Notable costs included Broadmoor rail development, electric bus purchases, bus stop enhancements, technology enhancements, and Demand Response van replacements and fleet expansion.
“We’ll continue to enhance our bus stops through shading and solar lighting,” Conlan said, noting that electric bus purchases and infrastructure construction will constitute a large portion of the budget. Capital Metro also received intra-company departmental requests regarding budget allocation in April.
While the transit agency’s sales-tax revenue saw a steep decrease at the start of the pandemic last year, growth has since risen to pre-pandemic levels.
“The encouraging thing is the line is starting to move up with our March and April sales tax receipts,” Conlan told the board. “Our year-to-date sales tax in April has actually increased 5 percent compared to the last fiscal year period in 2020.” The reason for this, he explained, was because of the sharp decline in sales tax in March and April of 2020.

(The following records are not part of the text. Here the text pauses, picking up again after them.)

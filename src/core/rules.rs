//! Literal marker rules and the checker that applies them.
//!
//! Matching is plain, case-sensitive substring search. A file yields at most
//! one finding per rule no matter how many of the rule's patterns it contains.

use crate::core::collector::ProjectFileSet;
use serde::{Deserialize, Serialize};
use std::path::Path;

/// How serious a rule hit is.
#[derive(Debug, Clone, Copy, PartialEq, Eq, Hash, Serialize, Deserialize)]
#[serde(rename_all = "lowercase")]
pub enum Severity {
    /// Advisory.
    Warning,
    /// Blocking intent; only blocks when `policy.block_on_error` is set.
    Error,
}

impl Severity {
    /// Prefix used when reporting a finding.
    #[must_use]
    pub const fn label(&self) -> &'static str {
        match self {
            Self::Warning => "Warning",
            Self::Error => "Error",
        }
    }
}

impl std::fmt::Display for Severity {
    fn fmt(&self, f: &mut std::fmt::Formatter<'_>) -> std::fmt::Result {
        f.write_str(self.label())
    }
}

/// A set of literal patterns reported under one label.
#[derive(Debug, Clone, PartialEq, Eq, Serialize, Deserialize)]
pub struct Rule {
    /// Name shown in reports, e.g. `dd()`.
    pub label: String,
    /// Any of these substrings counts as a hit.
    pub patterns: Vec<String>,
    /// Reporting severity.
    pub severity: Severity,
}

impl Rule {
    /// Creates a rule.
    pub fn new<I, P>(label: impl Into<String>, patterns: I, severity: Severity) -> Self
    where
        I: IntoIterator<Item = P>,
        P: Into<String>,
    {
        Self {
            label: label.into(),
            patterns: patterns.into_iter().map(Into::into).collect(),
            severity,
        }
    }

    /// Returns the first pattern contained in `content`.
    #[must_use]
    pub fn first_match(&self, content: &str) -> Option<&str> {
        self.patterns
            .iter()
            .map(String::as_str)
            .find(|pattern| content.contains(pattern))
    }
}

/// A rule that matched a file.
#[derive(Debug, Clone, Copy, PartialEq, Eq)]
pub struct Finding<'a> {
    /// File the rule matched.
    pub path: &'a Path,
    /// The rule that matched.
    pub rule: &'a Rule,
    /// First of the rule's patterns found in the file.
    pub pattern: &'a str,
}

impl Finding<'_> {
    /// Severity of the matched rule.
    #[must_use]
    pub const fn severity(&self) -> Severity {
        self.rule.severity
    }

    /// Report message without the severity prefix.
    #[must_use]
    pub fn message(&self) -> String {
        format!("{} found in {}", self.rule.label, self.path.display())
    }
}

impl std::fmt::Display for Finding<'_> {
    fn fmt(&self, f: &mut std::fmt::Formatter<'_>) -> std::fmt::Result {
        write!(f, "{}: {}", self.rule.severity, self.message())
    }
}

/// Returns true if `content` contains any of `patterns`.
#[must_use]
pub fn contains_any<S: AsRef<str>>(patterns: &[S], content: &str) -> bool {
    patterns.iter().any(|p| content.contains(p.as_ref()))
}

/// Checks every file against one rule, in path order.
#[must_use]
pub fn check<'a>(files: &'a ProjectFileSet, rule: &'a Rule) -> Vec<Finding<'a>> {
    files
        .iter()
        .filter_map(|(path, content)| {
            rule.first_match(content)
                .map(|pattern| Finding { path, rule, pattern })
        })
        .collect()
}

/// Checks every file against every rule; findings are grouped by rule in the given order.
#[must_use]
pub fn check_all<'a>(files: &'a ProjectFileSet, rules: &'a [Rule]) -> Vec<Finding<'a>> {
    rules.iter().flat_map(|rule| check(files, rule)).collect()
}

Conlan also presented a graph overlay of job growth in the Austin-Round Rock area and Capital Metro sales tax growth, demonstrating a clear correlation between the two. (The fact that Austin-Round Rock job growth increased by 11.8 percent this April augurs well for the agency’s sales tax revenue, Conlan observed.)
“We’re not going to have a fare increase for next year, which is good news for our customers,” Conlan noted, as he moved on to covering grant money.

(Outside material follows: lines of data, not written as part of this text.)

//! Command execution for the test runner and tool version checks.
//!
//! [`CommandRunner`] is the synchronous seam the rest of the crate talks to.
//! [`ProcessRunner`] implements it by driving the async [`Executor`] on a
//! throwaway current-thread runtime.

use crate::core::error::{Error, Result};
use indicatif::{ProgressBar, ProgressStyle};
use std::path::{Path, PathBuf};
use std::process::Stdio;
use std::time::Duration;
use tokio::io::{AsyncBufReadExt, AsyncRead, BufReader};
use tokio::process::Command;

/// Exit code reported when a command is killed after its timeout.
pub const TIMEOUT_EXIT_CODE: i32 = 124;

/// Captured result of one command run.
#[derive(Debug, Clone, PartialEq, Eq, Default)]
pub struct TestRunResult {
    /// Standard output lines followed by standard error lines.
    pub output: Vec<String>,
    /// Process exit code; 0 means success.
    pub exit_code: i32,
}

impl TestRunResult {
    /// Creates a result.
    pub fn new<I, S>(output: I, exit_code: i32) -> Self
    where
        I: IntoIterator<Item = S>,
        S: Into<String>,
    {
        Self {
            output: output.into_iter().map(Into::into).collect(),
            exit_code,
        }
    }

    /// Returns true if the command exited with 0.
    #[must_use]
    pub const fn success(&self) -> bool {
        self.exit_code == 0
    }

    /// Last non-blank output line, usually the runner's summary.
    #[must_use]
    pub fn summary(&self) -> Option<&str> {
        self.output
            .iter()
            .rev()
            .map(String::as_str)
            .find(|line| !line.trim().is_empty())
    }

    /// The last `limit` output lines; `0` returns everything.
    #[must_use]
    pub fn tail(&self, limit: usize) -> &[String] {
        if limit == 0 || self.output.len() <= limit {
            &self.output
        } else {
            &self.output[self.output.len() - limit..]
        }
    }
}

/// Runs a shell command and captures its output and exit status.
#[cfg_attr(test, mockall::automock)]
pub trait CommandRunner {
    /// Runs `command` in `cwd`, blocking until it exits.
    fn run(&self, command: &str, cwd: &Path) -> Result<TestRunResult>;
}

/// Options for command execution.
#[derive(Debug, Clone, Default)]
pub struct ExecuteOptions {
    /// Working directory for the command.
    pub cwd: Option<PathBuf>,
    /// Kill the command after this long. `None` waits forever.
    pub timeout: Option<Duration>,
}

impl ExecuteOptions {
    /// Sets the working directory.
    #[must_use]
    pub fn cwd(mut self, path: impl AsRef<Path>) -> Self {
        self.cwd = Some(path.as_ref().to_path_buf());
        self
    }

    /// Sets the timeout.
    #[must_use]
    pub const fn timeout(mut self, duration: Duration) -> Self {
        self.timeout = Some(duration);
        self
    }
}

/// Executor for running shell commands.
#[derive(Debug, Default)]
pub struct Executor;

impl Executor {
    /// Creates a new executor.
    #[must_use]
    pub const fn new() -> Self {
        Self
    }

    /// Executes a shell command, capturing stdout and stderr line by line.
    pub async fn execute(&self, command: &str, options: ExecuteOptions) -> Result<TestRunResult> {
        let (shell, shell_arg) = if cfg!(windows) {
            ("cmd", "/C")
        } else {
            ("sh", "-c")
        };

        let mut cmd = Command::new(shell);
        cmd.arg(shell_arg)
            .arg(command)
            .stdin(Stdio::null())
            .stdout(Stdio::piped())
            .stderr(Stdio::piped())
            .kill_on_drop(true);

        if let Some(ref cwd) = options.cwd {
            cmd.current_dir(cwd);
        }

        let mut child = cmd.spawn().map_err(|source| Error::Spawn {
            command: command.to_string(),
            source,
        })?;

        let stdout = tokio::spawn(read_lines(child.stdout.take()));
        let stderr = tokio::spawn(read_lines(child.stderr.take()));

        let status = match options.timeout {
            Some(limit) => tokio::time::timeout(limit, child.wait()).await.ok(),
            None => Some(child.wait().await),
        };

        let Some(status) = status else {
            tracing::warn!(command, "command timed out");
            // Grandchildren may still hold the pipes open; don't wait on them.
            stdout.abort();
            stderr.abort();
            child
                .kill()
                .await
                .map_err(|e| Error::io("kill timed out command", e))?;
            return Ok(TestRunResult {
                output: vec![format!("Command timed out: {command}")],
                exit_code: TIMEOUT_EXIT_CODE,
            });
        };

        let exit_code = status
            .map_err(|e| Error::io("wait for command", e))?
            .code()
            .unwrap_or(1);

        let mut output = join_lines(stdout).await?;
        output.extend(join_lines(stderr).await?);

        Ok(TestRunResult { output, exit_code })
    }

    /// Checks if a command exists in PATH.
    #[must_use]
    pub fn command_exists(command: &str) -> bool {
        which::which(command).is_ok()
    }
}

/// Reads `stream` to EOF as lines, decoding each one lossily.
///
/// The pipe stays drained until the writer closes it, so a stray non-UTF-8
/// byte never stalls or kills the child.
async fn read_lines<R>(stream: Option<R>) -> std::io::Result<Vec<String>>
where
    R: AsyncRead + Unpin,
{
    let mut lines = Vec::new();
    let Some(stream) = stream else {
        return Ok(lines);
    };

    let mut segments = BufReader::new(stream).split(b'\n');
    while let Some(mut segment) = segments.next_segment().await? {
        if segment.last() == Some(&b'\r') {
            segment.pop();
        }
        lines.push(String::from_utf8_lossy(&segment).into_owned());
    }
    Ok(lines)
}

async fn join_lines(
    handle: tokio::task::JoinHandle<std::io::Result<Vec<String>>>,
) -> Result<Vec<String>> {
    handle
        .await
        .map_err(|e| Error::Internal {
            message: format!("output reader task failed: {e}"),
        })?
        .map_err(|e| Error::io("read command output", e))
}

/// [`CommandRunner`] backed by real processes.
#[derive(Debug, Clone, Default)]
pub struct ProcessRunner {
    timeout: Option<Duration>,
    spinner: bool,
}

impl ProcessRunner {
    /// Creates a runner with no timeout and no spinner.
    #[must_use]
    pub const fn new() -> Self {
        Self {
            timeout: None,
            spinner: false,
        }
    }

    /// Kills commands that run longer than `timeout`.
    #[must_use]
    pub const fn with_timeout(mut self, timeout: Option<Duration>) -> Self {
        self.timeout = timeout;
        self
    }

    /// Shows a spinner on stderr while a command runs.
    #[must_use]
    pub const fn with_spinner(mut self, spinner: bool) -> Self {
        self.spinner = spinner;
        self
    }

    fn progress(&self, command: &str) -> Option<ProgressBar> {
        if !self.spinner {
            return None;
        }
        let pb = ProgressBar::new_spinner();
        pb.set_style(
            ProgressStyle::default_spinner()
                .template("{spinner:.cyan} {msg}")
                .ok()
                .unwrap_or_else(ProgressStyle::default_spinner),
        );
        pb.set_message(command.to_string());
        pb.enable_steady_tick(Duration::from_millis(100));
        Some(pb)
    }
}

impl CommandRunner for ProcessRunner {
    fn run(&self, command: &str, cwd: &Path) -> Result<TestRunResult> {
        tracing::debug!(command, cwd = %cwd.display(), "running command");

        let runtime = tokio::runtime::Builder::new_current_thread()
            .enable_all()
            .build()
            .map_err(|e| Error::io("create async runtime", e))?;

        let mut options = ExecuteOptions::default().cwd(cwd);
        if let Some(timeout) = self.timeout {
            options = options.timeout(timeout);
        }

        let pb = self.progress(command);
        let result = runtime.block_on(Executor::new().execute(command, options));
        if let Some(pb) = pb {
            pb.finish_and_clear();
        }

        let result = result?;
        tracing::debug!(
            command,
            exit_code = result.exit_code,
            lines = result.output.len(),
            "command finished"
        );
        Ok(result)
    }
}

In federal grants, Capital Metro has received $33.7 million in formula funds for Section 5307. Sixty-six million in federal funding has also been awarded “but not drawn,” he said. And in March, Capital Metro received $128 million in American Rescue Plan Act funding. “We’re on target for our 2021 budget.”
Conlan estimated $1.90 will be spent per gallon of Capital Metro fuel. “Fuel prices for next year are going to remain stable,” he noted. However, operating costs will slightly increase when it comes to employees as Capital Metro is implementing a 3 percent on average annualized pay increase for employees based on performance.
Capital Metro has been reviewing the budget with various planning groups, including the Customer Satisfaction Advisory Committee and the Access Advisory Committee. The company will meet with those groups again in August, in addition to beginning its public outreach and feedback process.
The 2022 fiscal year begins October 2021 and ends September 2022.